Lees Hotel in Ingham, Queensland, a Queensland icon, is recognised as the standing on the site of official Pub with No Beer made famous by Slim Dusty's song "A Pub with No Beer".
The 1957 song, which became Australia's first international hit, was based on the poem A Pub Without Beer written by Ingham sugarcane farmer and poet Dan Sheahan in the Day Dawn Hotel, in Ingham in 1943.

==History==

In December 1943, American servicemen from the 22nd Bomb Group passed through Ingham en route to Port Moresby, stopped at the Day Dawn Hotel overnight and drank all the beer. The following day Dan Sheahan rode his horse 30 kilometres to the hotel only to learn there was no beer. He had a glass of wine instead, sat in the pub and wrote the poem.

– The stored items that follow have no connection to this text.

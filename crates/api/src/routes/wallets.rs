//! Wallet routes: creation, lookup, deposits and transfers.

use std::future::Future;

use axum::{
    Json, Router,
    extract::{Path, State, rejection::JsonRejection},
    http::StatusCode,
    response::IntoResponse,
    routing::{get, post},
};
use chrono::{DateTime, Utc};
use rust_decimal::Decimal;
use serde::Serialize;
use serde_json::json;
use tracing::{error, info};
use wallets_core::ledger::{
    CreateWalletRequest, DepositRequest, LedgerError, LedgerStore, TransferRequest, Wallet,
};
use wallets_shared::AppError;
use wallets_shared::types::from_minor_units;

use crate::{AppState, error::ApiError};

/// Creates the wallet routes.
pub fn routes<S: LedgerStore + 'static>() -> Router<AppState<S>> {
    Router::new()
        .route("/wallets", post(create_wallet::<S>))
        .route("/wallets/deposit", post(deposit::<S>))
        .route("/wallets/transfer", post(transfer::<S>))
        .route("/wallets/{name}", get(get_wallet::<S>))
}

/// Response for a wallet.
#[derive(Debug, Serialize)]
pub struct WalletResponse {
    /// Wallet name.
    pub name: String,
    /// Balance as a decimal string.
    pub balance: Decimal,
    /// Balance in minor units.
    pub balance_minor_units: i64,
    /// Creation time.
    pub created_at: DateTime<Utc>,
    /// Last balance change.
    pub updated_at: DateTime<Utc>,
}

impl From<Wallet> for WalletResponse {
    fn from(wallet: Wallet) -> Self {
        Self {
            balance: from_minor_units(wallet.balance),
            balance_minor_units: wallet.balance,
            name: wallet.name,
            created_at: wallet.created_at,
            updated_at: wallet.updated_at,
        }
    }
}

/// Runs a ledger write on its own task.
///
/// The write finishes or rolls back even if the client disconnects first.
async fn detached<F>(work: F) -> Result<(), ApiError>
where
    F: Future<Output = Result<(), LedgerError>> + Send + 'static,
{
    match tokio::spawn(work).await {
        Ok(result) => result.map_err(ApiError::from),
        Err(e) => {
            error!(error = %e, "Ledger task failed");
            Err(ApiError(AppError::Internal("An error occurred".to_string())))
        }
    }
}

/// POST `/wallets` - Create a wallet. Creating an existing name is a no-op.
async fn create_wallet<S: LedgerStore + 'static>(
    State(state): State<AppState<S>>,
    payload: Result<Json<CreateWalletRequest>, JsonRejection>,
) -> Result<impl IntoResponse, ApiError> {
    let Json(request) = payload?;

    let wallet = state.coordinator.create_wallet(&request).await?;

    Ok((
        StatusCode::OK,
        Json(json!({ "wallet": WalletResponse::from(wallet) })),
    ))
}

/// GET `/wallets/{name}` - Get a wallet and its balance.
async fn get_wallet<S: LedgerStore + 'static>(
    State(state): State<AppState<S>>,
    Path(name): Path<String>,
) -> Result<impl IntoResponse, ApiError> {
    let wallet = state.queries.get_wallet(&name).await?;

    Ok((
        StatusCode::OK,
        Json(json!({ "wallet": WalletResponse::from(wallet) })),
    ))
}

/// POST `/wallets/deposit` - Add external funds to a wallet.
async fn deposit<S: LedgerStore + 'static>(
    State(state): State<AppState<S>>,
    payload: Result<Json<DepositRequest>, JsonRejection>,
) -> Result<impl IntoResponse, ApiError> {
    let Json(request) = payload?;
    let wallet = request.wallet.clone();
    let amount = request.amount;

    let coordinator = state.coordinator.clone();
    detached(async move { coordinator.deposit(&request).await }).await?;

    info!(wallet = %wallet, amount = %amount, "Deposit accepted");
    Ok((StatusCode::OK, Json(json!({ "status": "ok" }))))
}

/// POST `/wallets/transfer` - Move funds between two wallets.
async fn transfer<S: LedgerStore + 'static>(
    State(state): State<AppState<S>>,
    payload: Result<Json<TransferRequest>, JsonRejection>,
) -> Result<impl IntoResponse, ApiError> {
    let Json(request) = payload?;
    let wallet_from = request.wallet_from.clone();
    let wallet_to = request.wallet_to.clone();
    let amount = request.amount;

    let coordinator = state.coordinator.clone();
    detached(async move { coordinator.transfer(&request).await }).await?;

    info!(
        wallet_from = %wallet_from,
        wallet_to = %wallet_to,
        amount = %amount,
        "Transfer accepted"
    );
    Ok((StatusCode::OK, Json(json!({ "status": "ok" }))))
}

The poem was published in The North Queensland Register in early 1944 and was rewritten in 1956 by Gordon Parsons, who set it to music for Slim Dusty. Parsons said he did not know where the original poem came from, but when Slim Dusty visited Ingham, he met Dan Sheahan and was shown the original poem, which Slim acknowledged as being the origin of the song. Dan Sheahan didn't want any royalties for the song, only recognition. He went on to write three other songs for Slim.

The Day Dawn Hotel replaced the Telegraph Hotel, which was built on the site in the late 1800s. In 1960 Lees Hotel was built on the site of the demolished Day Dawn Hotel which had ceased trading years earlier.

==Recognition==

Controversy surrounded the identity of the hotel when a pub in New South Wales claimed to be the original pub where the song was created, but in his autobiography Walk a Country Mile, Slim Dusty confirmed the original poem was created in the Day Dawn Hotel in Ingham.

In 1986, The Australian Bicentennial Heritage and Environment Program gave recognition to the site of the old Day Dawn Hotel as the location of the official Pub with No Beer and acknowledged Dan Sheahan as the author of the poem. A Queensland Government committee visited Ingham and erected a plaque of recognition on Lannercost St.

==Festival==

A Pub with No Beer Festival was held in April 2013 at Lees to commemorate the 70th anniversary of the event.

==2012 refurbishment==

Lees Hotel underwent a million-dollar refurbishment in 2012 and now includes artifacts, photographic history and memorabilia of Ingham's early days as well as a tribute to Dan Sheahan and Slim Dusty.